Sabtu, 21 April 2012

Busana Tradisional Madura






Lelaki Madura mengenakan baju lorek dan udeng kain


Meskipun Madura adalah sebuah pulau yang terpisah dari Pulau Jawa, kebudayaan Jawa dalam arti luas berpengaruh sangat besar dalam berbagai segi kehidupan masyarakat sukubangsa Madura. Oleh karena kebudayaan Madura termasuk dalam daerah kebudayaan Jawa, maka jenis dan bentuk busananya pun memiliki beberapa kesamaan dengan busana dari daerah-daerah lain di Pulau Jawa. Secara umum masyarakat sukubangsa Madura mengenal perbedaan busana berdasarkan usia, jenis kelamin, status sosial maupun kegunaannya, baik sebagai busana sehari-hari maupun untuk keperluan upacara.

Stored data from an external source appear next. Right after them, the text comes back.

use crate::{Error, Result};
use serde_json::Value as Json;
use std::process::Stdio;
use tokio::io::AsyncReadExt;
use tokio::process::Command;

/// A recognized test framework keyword (§4.9). Everything beyond summary
/// extraction is the framework's own concern; this adapter only builds
/// the command vector and parses the JSON reporter's summary shape.
#[derive(Debug, Clone, Copy, PartialEq, Eq)]
pub enum Framework {
    Jest,
    Mocha,
    Vitest,
}

impl Framework {
    pub fn from_keyword(keyword: &str) -> Option<Self> {
        match keyword {
            "jest" => Some(Framework::Jest),
            "mocha" => Some(Framework::Mocha),
            "vitest" => Some(Framework::Vitest),
            _ => None,
        }
    }

    fn binary(&self) -> &'static str {
        match self {
            Framework::Jest => "jest",
            Framework::Mocha => "mocha",
            Framework::Vitest => "vitest",
        }
    }

    fn reporter_args(&self) -> Vec<String> {
        match self {
            Framework::Jest => vec!["--json".to_string()],
            Framework::Mocha => vec!["--reporter".to_string(), "json".to_string()],
            Framework::Vitest => vec!["run".to_string(), "--reporter=json".to_string()],
        }
    }
}

pub struct TestRunRequest {
    pub framework: Framework,
    pub extra_args: Vec<String>,
    pub cwd: Option<String>,
    /// When set, threaded in via `NODE_OPTIONS` so the test process's
    /// inspector comes up attachable the same way a plain debuggee's does.
    pub inspect_port: Option<u16>,
}

#[derive(Debug, Clone)]
pub struct TestFailure {
    pub name: String,
    pub message: String,
    pub stack: String,
    pub captured_output: String,
}

#[derive(Debug, Clone)]
pub struct TestRunSummary {
    pub passed: u32,
    pub failed: u32,
    pub failures: Vec<TestFailure>,
}

/// Builds the command vector for a recognized runner and parses its JSON
/// reporter output into a minimal pass/fail summary (§4.9).
pub struct TestRunnerAdapter;

impl Default for TestRunnerAdapter {
    fn default() -> Self {
        Self::new()
    }
}

impl TestRunnerAdapter {
    pub fn new() -> Self {
        Self
    }

    pub fn command_vector(&self, req: &TestRunRequest) -> Vec<String> {
        let mut cmd = vec!["npx".to_string(), req.framework.binary().to_string()];
        cmd.extend(req.framework.reporter_args());
        cmd.extend(req.extra_args.clone());
        cmd
    }

    pub async fn run(&self, req: TestRunRequest) -> Result<TestRunSummary> {
        let mut vector = self.command_vector(&req);
        let program = vector.remove(0);

        let mut command = Command::new(program);
        command.args(&vector).stdout(Stdio::piped()).stderr(Stdio::piped());
        if let Some(port) = req.inspect_port {
            command.env("NODE_OPTIONS", format!("--inspect-brk={port}"));
        }
        if let Some(cwd) = &req.cwd {
            command.current_dir(cwd);
        }

        let mut child = command.spawn()?;

        let mut stdout = String::new();
        if let Some(mut out) = child.stdout.take() {
            out.read_to_string(&mut stdout).await?;
        }
        let mut stderr = String::new();
        if let Some(mut err) = child.stderr.take() {
            err.read_to_string(&mut stderr).await?;
        }
        child.wait().await?;

        parse_summary(req.framework, &stdout, &stderr)
    }
}

fn parse_summary(framework: Framework, stdout: &str, captured: &str) -> Result<TestRunSummary> {
    let json_line = stdout
        .lines()
        .rev()
        .find(|l| l.trim_start().starts_with('{'))
        .ok_or_else(|| Error::InvalidArguments("no JSON test report found in output".to_string()))?;
    let report: Json = serde_json::from_str(json_line)?;

    Ok(match framework {
        Framework::Jest | Framework::Vitest => parse_jest_like(&report, captured),
        Framework::Mocha => parse_mocha(&report, captured),
    })
}

fn parse_jest_like(report: &Json, captured: &str) -> TestRunSummary {
    let passed = report.get("numPassedTests").and_then(Json::as_u64).unwrap_or(0) as u32;
    let failed = report.get("numFailedTests").and_then(Json::as_u64).unwrap_or(0) as u32;

    let mut failures = Vec::new();
    if let Some(files) = report.get("testResults").and_then(Json::as_array) {
        for file in files {
            let Some(assertions) = file.get("assertionResults").and_then(Json::as_array) else {
                continue;
            };
            for assertion in assertions {
                if assertion.get("status").and_then(Json::as_str) != Some("failed") {
                    continue;
                }
                let name = assertion
                    .get("fullName")
                    .and_then(Json::as_str)
                    .unwrap_or("unknown test")
                    .to_string();
                let messages: Vec<String> = assertion
                    .get("failureMessages")
                    .and_then(Json::as_array)
                    .map(|arr| arr.iter().filter_map(|m| m.as_str().map(String::from)).collect())
                    .unwrap_or_default();
                failures.push(TestFailure {
                    name,
                    message: messages.first().cloned().unwrap_or_default(),
                    stack: messages.join("\n"),
                    captured_output: captured.to_string(),
                });
            }
        }
    }

    TestRunSummary { passed, failed, failures }
}

fn parse_mocha(report: &Json, captured: &str) -> TestRunSummary {
    let passed = report
        .get("stats")
        .and_then(|s| s.get("passes"))
        .and_then(Json::as_u64)
        .unwrap_or(0) as u32;
    let failed = report
        .get("stats")
        .and_then(|s| s.get("failures"))
        .and_then(Json::as_u64)
        .unwrap_or(0) as u32;

    let mut failures = Vec::new();
    if let Some(items) = report.get("failures").and_then(Json::as_array) {
        for item in items {
            let name = item
                .get("fullTitle")
                .and_then(Json::as_str)
                .unwrap_or("unknown test")
                .to_string();
            let message = item
                .get("err")
                .and_then(|e| e.get("message"))
                .and_then(Json::as_str)
                .unwrap_or("")
                .to_string();
            let stack = item
                .get("err")
                .and_then(|e| e.get("stack"))
                .and_then(Json::as_str)
                .unwrap_or("")
                .to_string();
            failures.push(TestFailure {
                name,
                message,
                stack,
                captured_output: captured.to_string(),
            });
        }
    }

    TestRunSummary { passed, failed, failures }
}

#[cfg(test)]
mod tests {
    use super::*;

    #[test]
    fn command_vector_builds_npx_invocation_with_json_reporter() {
        let adapter = TestRunnerAdapter::new();
        let req = TestRunRequest {
            framework: Framework::Jest,
            extra_args: vec!["src/".to_string()],
            cwd: None,
            inspect_port: None,
        };
        assert_eq!(
            adapter.command_vector(&req),
            vec!["npx", "jest", "--json", "src/"]
        );
    }

    #[test]
    fn parses_jest_summary_with_failure_details() {
        let report = serde_json::json!({
            "numPassedTests": 3,
            "numFailedTests": 1,
            "testResults": [{
                "assertionResults": [
                    {"status": "passed", "fullName": "adds numbers"},
                    {
                        "status": "failed",
                        "fullName": "subtracts numbers",
                        "failureMessages": ["Expected 1 but got 2"]
                    }
                ]
            }]
        });
        let summary = parse_jest_like(&report, "console output");
        assert_eq!(summary.passed, 3);
        assert_eq!(summary.failed, 1);
        assert_eq!(summary.failures.len(), 1);
        assert_eq!(summary.failures[0].name, "subtracts numbers");
        assert_eq!(summary.failures[0].message, "Expected 1 but got 2");
        assert_eq!(summary.failures[0].captured_output, "console output");
    }

    #[test]
    fn parses_mocha_summary_with_failure_details() {
        let report = serde_json::json!({
            "stats": {"passes": 2, "failures": 1},
            "failures": [{
                "fullTitle": "Math subtract",
                "err": {"message": "expected 1 to equal 2", "stack": "at Math.test.js:10"}
            }]
        });
        let summary = parse_mocha(&report, "");
        assert_eq!(summary.passed, 2);
        assert_eq!(summary.failed, 1);
        assert_eq!(summary.failures[0].name, "Math subtract");
        assert_eq!(summary.failures[0].stack, "at Math.test.js:10");
    }

    #[test]
    fn missing_json_in_output_is_invalid_arguments() {
        let err = parse_summary(Framework::Jest, "no json here", "").unwrap_err();
        assert!(matches!(err, Error::InvalidArguments(_)));
    }
}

Masyarakat umum mengenal pakaian khas Madura, yaitu hitam serba longgar dengan kaos bergaris merah putih atau merah hitam, di dalamnya, lengkap dengan tutup kepala dan kain sarung. Sebenarnya, pakaian yang terdiri dari baju pesa`an dan celana gomboran ini merupakan pakaian pria untuk rakyat kebanyakan, baik sebagai busana sehari-hari maupun sebagai busana resmi. Adanya pengaruh cara berpakaian pelaut dari Eropa, terutama kaos bergaris yang digunakan.

Dalam penggunaannya, baju pesa`an, celana gomboran dan kaos oblong ini memiliki perbedaan fungsi bila dilihat dari cara memakainya. Kalangan pedagang kecil, seringkali mempergunakan baju pesa`an dan kaos oblong warna putih, dipadu dengan sarung motif kotak-kotak biasa. Sebaliknya para nelayan, umumnya hanya menggunkan celana gomboran dengan kaos oblong.

Jaman dahulu, masyarakat mengenal baju pesa`an dalam dua warna, yaitu hitam dan putih. Baju pesa`an biasanya dipakai oleh guru agama atau molang. Pada masa sekarang, baju pesa`an warna hitamlah yang menjadi ciri khas. Warna hitam ini melambangkan keberanian. Sikap gagah dan pantang mundur ini merupakan salah satu etos budaya yang dimiliki masyarakat Madura. Garis-garis tegas merah, putih atau hitam yang terdapat pada kaos yang digunakan pun memperhatikan sikap tegas serta semangat juang yang sangat kuat, dalam menghadapi segala hal.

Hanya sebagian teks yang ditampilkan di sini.